Il Brusca ha riferito che nel 1982 la sua organizzazione aveva appoggiato l’on. Mario D’Acquisto facendo confluire su di lui circa 30000 voti.
Il collegamento con la D.C. tramite i Salvo risulta inoltre confermato dalle dichiarazioni del Dr. Borsellino.
Il Dr. Chinnici aveva avuto un colloquio con Lima, sollecitato dall’on. Silvio Coco, nel corso del quale il Lima gli aveva fatto presente che l’iniziativa giudiziaria concernente il Palazzo dei Congressi e l’arresto dell’imprenditore catanese Costanzo e Di Fresco, veniva considerata una forma di persecuzione per la D.C.; il magistrato aveva risposto che l’Ufficio Istruzione si interessava di fatti specifici contestati a determinate persone, senza che potesse avere rilevanza l’appartenenza politica. Intendeva quindi andare avanti ad ogni costo, senza guardare in faccia nessuno.

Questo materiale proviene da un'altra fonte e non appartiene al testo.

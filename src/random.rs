use crate::{Matrix, Scalar};
use rand::Rng;

impl<T: Scalar> Matrix<T> {
    /// Fills with independent uniform draws from `[left, right]` using the
    /// thread-local generator.
    ///
    /// # Panics
    ///
    /// Panics if a floating point bound is not finite, or if `right - left`
    /// overflows to infinity (e.g. `f64::MIN` to `f64::MAX`).
    pub fn fill_random(&mut self, left: T, right: T) -> &mut Self {
        self.fill_random_with(&mut rand::thread_rng(), left, right)
    }

    /// [`fill_random`](Matrix::fill_random) drawing from `rng`. Bounds given
    /// in reverse order are swapped.
    pub fn fill_random_with<R>(&mut self, rng: &mut R, left: T, right: T) -> &mut Self
    where
        R: Rng + ?Sized,
    {
        let (low, high) = if left <= right {
            (left, right)
        } else {
            (right, left)
        };
        self.generate(|| T::_sample(rng, low, high))
    }
}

Il quadro politico-mafioso di riferimento ed il sistema delle alleanze delineati da Brusca Giovanni (cfr. ud. 1.3.1999), appare connotato, inizialmente, negli anni ’70, dalla vicinanza dei Salvo al gruppo facente capo a Badalamenti Gaetano, Greco Michele ed Inzerillo Salvatore, tanto che il Riina era solito indicare i Salvo come “sbirri”.